I am beginning to get a clearer picture of just how badly people with ME/CFS will fall between all the stools laid out in the RCP guidance. The guidance rightly indicates that both enteral and parenteral support can always be justified if failure of nutrition is life-threatening, but it also brings in confusion about functional gut problems.

What seems to be missing from the accounts given in guidance documents is that there is a third type of problem in addition to structural gut failure and the disordered thinking of anorexia nervosa. The more I hear the more it seems to me that it is the symptoms of intolerance that are the both the beginning and the end of what matters. For people with very severe ME/CFS feeding may become intolerable, for reasons unknown and several of them. I have had pushback against this wording - being asked to talk of difficulty feeding rather than intolerance but I think intolerance is what needs focusing on.

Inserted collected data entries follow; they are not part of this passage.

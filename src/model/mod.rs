//! The model: one owned memory exposed as a classifier and a generator.

pub mod classifier;
pub mod generator;
pub mod hashed_ml;
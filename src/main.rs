//! hashedml: hash-keyed associative memory CLI.
//!
//! `classify` trains on one CSV and reports accuracy on another;
//! `generate` trains on text files and continues a seed phrase.

use std::path::{Path, PathBuf};

use anyhow::{Context, Result};
use clap::{Parser, Subcommand};
use hashedml::config::GENERATE_NBACK;
use hashedml::text::corpus::{read_csv, seed_tokens, training_windows, Corpus};
use hashedml::text::tokenize::Tokenizer;
use hashedml::{GenerateOptions, HashedMl, ModelConfig};

/// Hash-based classification and text generation.
#[derive(Parser, Debug)]
#[command(name = "hashedml", about = "Hash based machine learning", version)]
struct Cli {
    #[command(subcommand)]
    command: Command,
}

#[derive(Subcommand, Debug)]
enum Command {
    /// Train on a CSV (features..., label) and test on another.
    Classify {
        /// Training CSV.
        train: PathBuf,

        /// Test CSV.
        test: PathBuf,

        /// RNG seed for reproducible runs.
        #[arg(long)]
        seed: Option<u64>,

        /// Print the accuracy report as JSON.
        #[arg(long, default_value_t = false)]
        json: bool,

        /// Print every fingerprint and bucket after training.
        #[arg(long, default_value_t = false)]
        dump: bool,
    },

    /// Train on text files and generate a continuation of a seed phrase.
    Generate {
        /// Appended after every generated token.
        separator: String,

        /// Number of generation steps.
        word_count: usize,

        /// Seed phrase, split on spaces.
        seed_text: String,

        /// Training text files.
        #[arg(required = true, num_args = 1..)]
        inputs: Vec<PathBuf>,

        /// Context width.
        #[arg(long, default_value_t = GENERATE_NBACK)]
        nback: usize,

        /// RNG seed for reproducible runs.
        #[arg(long)]
        seed: Option<u64>,

        /// Disable the short-term-memory loop escape.
        #[arg(long, default_value_t = false)]
        no_stm: bool,

        /// Print every fingerprint and bucket after training.
        #[arg(long, default_value_t = false)]
        dump: bool,
    },
}

fn main() -> Result<()> {
    // Logs go to stderr so stdout carries only results.
    tracing_subscriber::fmt().with_writer(std::io::stderr).init();

    let cli = Cli::parse();
    tracing::debug!("hashedml v{}", env!("CARGO_PKG_VERSION"));

    match cli.command {
        Command::Classify {
            train,
            test,
            seed,
            json,
            dump,
        } => {
            let config = ModelConfig {
                seed,
                ..Default::default()
            };
            run_classify(&train, &test, config, json, dump)
        }
        Command::Generate {
            separator,
            word_count,
            seed_text,
            inputs,
            nback,
            seed,
            no_stm,
            dump,
        } => {
            let options = GenerateOptions {
                nwords: word_count,
                stm: !no_stm,
                separator,
            };
            let config = ModelConfig {
                nback,
                seed,
                ..Default::default()
            };
            run_generate(&seed_text, &inputs, config, &options, dump)
        }
    }
}

fn run_classify(
    train: &Path,
    test: &Path,
    config: ModelConfig,
    json: bool,
    dump: bool,
) -> Result<()> {
    let mut model = HashedMl::with_config(config)?;

    let train_rows = read_csv(train)?;
    tracing::info!("Training on {} rows from {}", train_rows.len(), train.display());
    for (features, label) in &train_rows {
        model.fit(features, label);
    }
    if dump {
        print!("{}", model.dump_map());
    }

    let test_rows = read_csv(test)?;
    tracing::info!("Testing on {} rows from {}", test_rows.len(), test.display());
    for (features, label) in &test_rows {
        model
            .test(features, label)
            .with_context(|| format!("failed to test row {:?}", features))?;
    }

    if json {
        println!("{}", serde_json::to_string_pretty(model.test_report())?);
    } else {
        println!("accuracy: {:.2}%", model.accuracy() * 100.0);
    }
    Ok(())
}

fn run_generate(
    seed_text: &str,
    inputs: &[PathBuf],
    config: ModelConfig,
    options: &GenerateOptions,
    dump: bool,
) -> Result<()> {
    let mut model = HashedMl::with_config(config)?;
    let nback = model.nback();

    let tokenizer = Tokenizer::new()?;
    let corpus = Corpus::load(&tokenizer, inputs);
    if !corpus.skipped.is_empty() {
        tracing::warn!("{} input file(s) skipped", corpus.skipped.len());
    }

    let samples = training_windows(&corpus.tokens, nback);
    tracing::info!(
        "Training on {} windows ({} tokens, nback={})",
        samples.len(),
        corpus.tokens.len(),
        nback,
    );
    for (features, label) in &samples {
        model.fit(features, label);
    }
    if dump {
        print!("{}", model.dump_map());
    }

    let seed = seed_tokens(seed_text, nback - 1);
    let output = model
        .generate(seed, options)
        .context("generation failed")?;

    let stats = model.generation_stats();
    tracing::info!(
        "Generated {} steps ({} dropped as repeats, {} escapes)",
        stats.steps,
        stats.rejected_repetitions,
        stats.escapes,
    );

    println!("output:");
    println!("{}", output);
    Ok(())
}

When I say intolerance I am thinking of something impossible to overcome, rather like the intolerable hunger people can get after surviving craniopharyngeoma (hypothalamic damage). These people if left to themselves cannot avoid becoming grossly obese. No human can resist the hunger. In ME/CFS I think what health professionals do not understand is that there is an equally impossible to resist need to avoid certain stimuli. Another example of such impossibility is standing up if you have sever knee pain. It is not simply that you cannot stand the pain. Neurological signalling that you have no control of, or even awareness of, blocks the muscle contraction and prevents standing.

I think maybe the needs of people with ME/CFS need to be explained much more in terms of the actual experience of the patient. The problem IS the symptoms, which include both feeling terrible and blocks to function at a reflex level.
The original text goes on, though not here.